══ Record extracts ══

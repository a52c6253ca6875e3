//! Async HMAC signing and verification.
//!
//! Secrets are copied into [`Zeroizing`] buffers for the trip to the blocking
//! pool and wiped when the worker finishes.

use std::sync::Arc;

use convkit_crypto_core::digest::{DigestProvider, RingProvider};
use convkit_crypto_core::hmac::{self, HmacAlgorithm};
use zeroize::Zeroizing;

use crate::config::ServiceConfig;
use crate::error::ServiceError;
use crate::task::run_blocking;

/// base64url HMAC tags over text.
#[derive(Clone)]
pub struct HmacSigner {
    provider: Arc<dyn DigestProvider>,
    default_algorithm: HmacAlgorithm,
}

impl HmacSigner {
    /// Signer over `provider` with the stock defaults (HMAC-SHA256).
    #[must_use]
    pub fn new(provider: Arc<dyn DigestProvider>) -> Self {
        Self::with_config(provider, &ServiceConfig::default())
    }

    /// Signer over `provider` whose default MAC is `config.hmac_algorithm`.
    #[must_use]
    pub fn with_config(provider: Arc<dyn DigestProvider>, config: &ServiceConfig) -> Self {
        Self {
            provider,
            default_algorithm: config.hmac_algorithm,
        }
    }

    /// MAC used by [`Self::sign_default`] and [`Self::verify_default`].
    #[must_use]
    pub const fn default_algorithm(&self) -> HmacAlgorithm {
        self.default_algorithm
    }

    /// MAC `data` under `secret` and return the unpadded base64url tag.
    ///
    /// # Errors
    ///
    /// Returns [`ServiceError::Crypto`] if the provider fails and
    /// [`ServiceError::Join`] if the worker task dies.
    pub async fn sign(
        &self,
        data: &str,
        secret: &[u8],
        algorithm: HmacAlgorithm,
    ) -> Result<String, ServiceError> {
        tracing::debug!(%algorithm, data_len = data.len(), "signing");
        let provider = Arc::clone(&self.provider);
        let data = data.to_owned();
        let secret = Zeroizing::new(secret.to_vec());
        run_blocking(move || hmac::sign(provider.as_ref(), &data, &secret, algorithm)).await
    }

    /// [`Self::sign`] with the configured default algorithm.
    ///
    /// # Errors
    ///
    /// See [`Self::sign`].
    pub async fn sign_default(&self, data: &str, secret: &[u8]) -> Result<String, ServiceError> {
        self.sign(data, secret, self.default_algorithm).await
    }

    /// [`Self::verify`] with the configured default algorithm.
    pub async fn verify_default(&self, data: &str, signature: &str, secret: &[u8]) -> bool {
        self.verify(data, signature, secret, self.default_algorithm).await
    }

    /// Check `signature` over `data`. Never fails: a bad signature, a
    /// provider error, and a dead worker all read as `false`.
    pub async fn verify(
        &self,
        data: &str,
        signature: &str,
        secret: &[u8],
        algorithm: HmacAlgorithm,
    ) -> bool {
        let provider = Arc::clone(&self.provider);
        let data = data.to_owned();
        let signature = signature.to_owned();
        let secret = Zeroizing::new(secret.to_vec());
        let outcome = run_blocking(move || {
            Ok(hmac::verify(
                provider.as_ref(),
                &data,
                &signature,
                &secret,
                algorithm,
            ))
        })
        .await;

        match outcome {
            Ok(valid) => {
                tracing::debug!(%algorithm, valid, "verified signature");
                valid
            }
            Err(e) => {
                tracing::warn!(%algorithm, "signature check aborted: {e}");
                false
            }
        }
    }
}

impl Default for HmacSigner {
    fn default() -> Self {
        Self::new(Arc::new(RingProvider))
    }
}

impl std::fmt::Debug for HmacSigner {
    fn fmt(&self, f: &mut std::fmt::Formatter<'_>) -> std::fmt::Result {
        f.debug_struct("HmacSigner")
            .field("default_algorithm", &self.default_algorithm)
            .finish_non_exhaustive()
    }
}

═══

An exact copy of every line above, start to finish, is required.

repository a52c6253ca6875e3
//! Async HMAC signing and verification.
//!
//! Secrets are copied into [`Zeroizing`] buffers for the trip to the blocking
//! pool and wiped when the worker finishes.

use std::sync::Arc;

use convkit_crypto_core::digest::{DigestProvider, RingProvider};
use convkit_crypto_core::hmac::{self, HmacAlgorithm};
use zeroize::Zeroizing;

use crate::config::ServiceConfig;
use crate::error::ServiceError;
use crate::task::run_blocking;

/// base64url HMAC tags over text.
#[derive(Clone)]
pub struct HmacSigner {
    provider: Arc<dyn DigestProvider>,
    default_algorithm: HmacAlgorithm,
}

impl HmacSigner {
    /// Signer over `provider` with the stock defaults (HMAC-SHA256).
    #[must_use]
    pub fn new(provider: Arc<dyn DigestProvider>) -> Self {
        Self::with_config(provider, &ServiceConfig::default())
    }

    /// Signer over `provider` whose default MAC is `config.hmac_algorithm`.
    #[must_use]
    pub fn with_config(provider: Arc<dyn DigestProvider>, config: &ServiceConfig) -> Self {
        Self {
            provider,
            default_algorithm: config.hmac_algorithm,
        }
    }

    /// MAC used by [`Self::sign_default`] and [`Self::verify_default`].
    #[must_use]
    pub const fn default_algorithm(&self) -> HmacAlgorithm {
        self.default_algorithm
    }

    /// MAC `data` under `secret` and return the unpadded base64url tag.
    ///
    /// # Errors
    ///
    /// Returns [`ServiceError::Crypto`] if the provider fails and
    /// [`ServiceError::Join`] if the worker task dies.
    pub async fn sign(
        &self,
        data: &str,
        secret: &[u8],
        algorithm: HmacAlgorithm,
    ) -> Result<String, ServiceError> {
        tracing::debug!(%algorithm, data_len = data.len(), "signing");
        let provider = Arc::clone(&self.provider);
        let data = data.to_owned();
        let secret = Zeroizing::new(secret.to_vec());
        run_blocking(move || hmac::sign(provider.as_ref(), &data, &secret, algorithm)).await
    }

    /// [`Self::sign`] with the configured default algorithm.
    ///
    /// # Errors
    ///
    /// See [`Self::sign`].
    pub async fn sign_default(&self, data: &str, secret: &[u8]) -> Result<String, ServiceError> {
        self.sign(data, secret, self.default_algorithm).await
    }

    /// [`Self::verify`] with the configured default algorithm.
    pub async fn verify_default(&self, data: &str, signature: &str, secret: &[u8]) -> bool {
        self.verify(data, signature, secret, self.default_algorithm).await
    }

    /// Check `signature` over `data`. Never fails: a bad signature, a
    /// provider error, and a dead worker all read as `false`.
    pub async fn verify(
        &self,
        data: &str,
        signature: &str,
        secret: &[u8],
        algorithm: HmacAlgorithm,
    ) -> bool {
        let provider = Arc::clone(&self.provider);
        let data = data.to_owned();
        let signature = signature.to_owned();
        let secret = Zeroizing::new(secret.to_vec());
        let outcome = run_blocking(move || {
            Ok(hmac::verify(
                provider.as_ref(),
                &data,
                &signature,
                &secret,
                algorithm,
            ))
        })
        .await;

        match outcome {
            Ok(valid) => {
                tracing::debug!(%algorithm, valid, "verified signature");
                valid
            }
            Err(e) => {
                tracing::warn!(%algorithm, "signature check aborted: {e}");
                false
            }
        }
    }
}

impl Default for HmacSigner {
    fn default() -> Self {
        Self::new(Arc::new(RingProvider))
    }
}

impl std::fmt::Debug for HmacSigner {
    fn fmt(&self, f: &mut std::fmt::Formatter<'_>) -> std::fmt::Result {
        f.debug_struct("HmacSigner")
            .field("default_algorithm", &self.default_algorithm)
            .finish_non_exhaustive()
    }
}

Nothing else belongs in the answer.